Background information
- Birth name: Chris Knight
- Born: June 24, 1960 (age 65) St. Louis, Missouri, U.S.
- Genres: Rock Folk rock Country rock Americana
- Occupation: Singer-songwriter
- Years active: 1998–present
- Labels: Decca Dualtone Drifter's Church Productions
- Website: www.chrisknight.net

= Chris Knight (singer) =

American singer-songwriter

Chris Knight (born June 24, 1960) is an American singer-songwriter from Slaughters, Kentucky. In addition to releasing solo records of his own material, Knight has had a successful career writing songs that have been recorded by Confederate Railroad, John Anderson, and Randy Travis among others.

==Biography==

===Early life===
Knight was born in St. Louis, Missouri, and grew up in Slaughters, Kentucky. His extended family lives in the same area of Kentucky. Knight has three brothers and a sister. His father was a pipe liner.
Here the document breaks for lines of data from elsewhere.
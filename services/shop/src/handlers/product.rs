use anyhow::Context as _;
use axum::{
    Json,
    extract::{Path, RawQuery, State},
    http::{StatusCode, header},
    response::{IntoResponse, Response},
};
use rust_decimal::Decimal;
use serde::{Deserialize, Serialize};

use shop_auth_types::identity::{Caller, MaybeCaller};
use shop_core::extract::JsonBody;
use shop_domain::id::ProductId;
use shop_domain::pagination::Page;

use crate::domain::filter::ProductQuery;
use crate::domain::policy::{Access, authorize};
use crate::domain::repository::ProductListCache;
use crate::domain::types::{Product, ProductDraft, ProductInfo};
use crate::error::ShopError;
use crate::handlers::parse_query;
use crate::state::AppState;
use crate::usecase::product::{
    CreateProductUseCase, DeleteProductUseCase, GetProductUseCase, ListProductsUseCase,
    ProductInfoUseCase, UpdateProductUseCase,
};

const PRODUCTS_PATH: &str = "/products/";

// ── Request / response types ─────────────────────────────────────────────────

#[derive(Serialize)]
pub struct ProductResponse {
    pub id: i32,
    pub name: String,
    pub description: String,
    #[serde(serialize_with = "shop_core::serde::decimal_2dp")]
    pub price: Decimal,
    pub stock: i32,
    pub in_stock: bool,
    pub image: Option<String>,
}

impl From<Product> for ProductResponse {
    fn from(p: Product) -> Self {
        Self {
            in_stock: p.in_stock(),
            id: p.id.0,
            name: p.name,
            description: p.description,
            price: p.price,
            stock: p.stock,
            image: p.image,
        }
    }
}

#[derive(Serialize)]
pub struct ProductPageResponse {
    pub count: u64,
    pub next: Option<String>,
    pub previous: Option<String>,
    pub results: Vec<ProductResponse>,
}

#[derive(Serialize)]
pub struct ProductInfoResponse {
    pub products: Vec<ProductResponse>,
    pub count: usize,
    #[serde(serialize_with = "shop_core::serde::option_decimal_as_f64")]
    pub max_price: Option<Decimal>,
}

impl From<ProductInfo> for ProductInfoResponse {
    fn from(info: ProductInfo) -> Self {
        Self {
            products: info.products.into_iter().map(Into::into).collect(),
            count: info.count,
            max_price: info.max_price,
        }
    }
}

#[derive(Deserialize, Default)]
pub struct ProductRequest {
    pub name: Option<String>,
    pub description: Option<String>,
    pub price: Option<Decimal>,
    pub stock: Option<i64>,
    #[serde(default, deserialize_with = "shop_core::serde::double_option")]
    pub image: Option<Option<String>>,
}

impl From<ProductRequest> for ProductDraft {
    fn from(req: ProductRequest) -> Self {
        Self {
            name: req.name,
            description: req.description,
            price: req.price,
            stock: req.stock,
            image: req.image,
        }
    }
}

/// Link to another page of the listing, keeping every other parameter.
/// Page 1 is linked without a `page` parameter.
pub fn page_link(raw_query: Option<&str>, page: u64) -> String {
    let page_param = format!("page={page}");
    let mut parts: Vec<&str> = raw_query
        .unwrap_or_default()
        .split('&')
        .filter(|p| !p.is_empty() && p.split('=').next() != Some("page"))
        .collect();
    if page > 1 {
        parts.push(&page_param);
    }
    if parts.is_empty() {
        PRODUCTS_PATH.to_owned()
    } else {
        format!("{PRODUCTS_PATH}?{}", parts.join("&"))
    }
}

fn page_response(page: Page<Product>, raw_query: Option<&str>) -> ProductPageResponse {
    ProductPageResponse {
        count: page.count,
        next: page
            .has_next()
            .then(|| page_link(raw_query, page.page + 1)),
        previous: page
            .has_previous()
            .then(|| page_link(raw_query, page.page - 1)),
        results: page.items.into_iter().map(Into::into).collect(),
    }
}

fn json_response(body: String) -> Response {
    ([(header::CONTENT_TYPE, "application/json")], body).into_response()
}

fn product_id(raw: &str) -> Result<ProductId, ShopError> {
    raw.parse().map_err(|_| ShopError::ProductNotFound)
}

// ── GET /products/ ───────────────────────────────────────────────────────────

pub async fn list_products(
    MaybeCaller(caller): MaybeCaller,
    State(state): State<AppState>,
    RawQuery(raw_query): RawQuery,
) -> Result<Response, ShopError> {
    authorize(caller.as_ref(), Access::AllowAny)?;

    let cache = state.product_list_cache();
    let cache_key = raw_query.clone().unwrap_or_default();
    let generation = match cache.generation().await {
        Ok(generation) => Some(generation),
        Err(e) => {
            tracing::warn!(error = %e, "product list cache read failed");
            None
        }
    };
    if let Some(generation) = generation {
        match cache.get(generation, &cache_key).await {
            Ok(Some(body)) => return Ok(json_response(body)),
            Ok(None) => {}
            Err(e) => tracing::warn!(error = %e, "product list cache read failed"),
        }
    }

    let params = parse_query(raw_query.as_deref())?;
    let query = ProductQuery::from_params(&params)?;
    let page = ListProductsUseCase {
        repo: state.product_repo(),
        page_size: state.settings.page_size,
    }
    .execute(&query)
    .await?;

    let body = serde_json::to_string(&page_response(page, raw_query.as_deref()))
        .context("serialize product page")?;
    if let Some(generation) = generation {
        if let Err(e) = cache.put(generation, &cache_key, &body).await {
            tracing::warn!(error = %e, "product list cache write failed");
        }
    }
    Ok(json_response(body))
}

// ── POST /products/ ──────────────────────────────────────────────────────────

pub async fn create_product(
    MaybeCaller(caller): MaybeCaller,
    State(state): State<AppState>,
    JsonBody(body): JsonBody<ProductRequest>,
) -> Result<(StatusCode, Json<ProductResponse>), ShopError> {
    authorize(caller.as_ref(), Access::Admin)?;
    let product = CreateProductUseCase {
        repo: state.product_repo(),
        cache: state.product_list_cache(),
    }
    .execute(body.into())
    .await?;
    Ok((StatusCode::CREATED, Json(product.into())))
}

// ── GET /products/info/ ──────────────────────────────────────────────────────

pub async fn product_info(
    MaybeCaller(caller): MaybeCaller,
    State(state): State<AppState>,
) -> Result<Json<ProductInfoResponse>, ShopError> {
    authorize(caller.as_ref(), Access::AllowAny)?;
    let info = ProductInfoUseCase {
        repo: state.product_repo(),
    }
    .execute()
    .await?;
    Ok(Json(info.into()))
}

// ── GET /product/{id}/ ───────────────────────────────────────────────────────

pub async fn get_product(
    MaybeCaller(caller): MaybeCaller,
    State(state): State<AppState>,
    Path(id): Path<String>,
) -> Result<Json<ProductResponse>, ShopError> {
    authorize(caller.as_ref(), Access::AllowAny)?;
    let product = GetProductUseCase {
        repo: state.product_repo(),
    }
    .execute(product_id(&id)?)
    .await?;
    Ok(Json(product.into()))
}

// ── PUT /product/{id}/ ───────────────────────────────────────────────────────

pub async fn replace_product(
    MaybeCaller(caller): MaybeCaller,
    State(state): State<AppState>,
    Path(id): Path<String>,
    JsonBody(body): JsonBody<ProductRequest>,
) -> Result<Json<ProductResponse>, ShopError> {
    update(caller.as_ref(), state, &id, body, false).await
}

// ── PATCH /product/{id}/ ─────────────────────────────────────────────────────

pub async fn patch_product(
    MaybeCaller(caller): MaybeCaller,
    State(state): State<AppState>,
    Path(id): Path<String>,
    JsonBody(body): JsonBody<ProductRequest>,
) -> Result<Json<ProductResponse>, ShopError> {
    update(caller.as_ref(), state, &id, body, true).await
}

async fn update(
    caller: Option<&Caller>,
    state: AppState,
    id: &str,
    body: ProductRequest,
    partial: bool,
) -> Result<Json<ProductResponse>, ShopError> {
    authorize(caller, Access::Admin)?;
    let product = UpdateProductUseCase {
        repo: state.product_repo(),
        cache: state.product_list_cache(),
    }
    .execute(product_id(id)?, body.into(), partial)
    .await?;
    Ok(Json(product.into()))
}

// ── DELETE /product/{id}/ ────────────────────────────────────────────────────

pub async fn delete_product(
    MaybeCaller(caller): MaybeCaller,
    State(state): State<AppState>,
    Path(id): Path<String>,
) -> Result<StatusCode, ShopError> {
    authorize(caller.as_ref(), Access::Admin)?;
    DeleteProductUseCase {
        repo: state.product_repo(),
        cache: state.product_list_cache(),
    }
    .execute(product_id(&id)?)
    .await?;
    Ok(StatusCode::NO_CONTENT)
}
When he was three years old, he asked for a plastic guitar for Christmas. At 15, he became serious and began teaching himself John Prine songs on his older brother's guitar. In an interview, Knight commented "At one point I could play probably 35–40 John Prine songs."

Knight earned a degree in agriculture from Western Kentucky University. He worked for ten years as a mine reclamation inspector and as a miner's consultant for the Kentucky Department of Surface Mining.

==Music career==
Knight started composing when he was 26, but didn't start performing until he was 30. He got his first record deal when he was 37.

===Nashville===
In 1986, he heard Steve Earle on the radio and decided to start writing songs. After six years he came to Nashville and won a spot on a songwriters' night at the Bluebird Cafe.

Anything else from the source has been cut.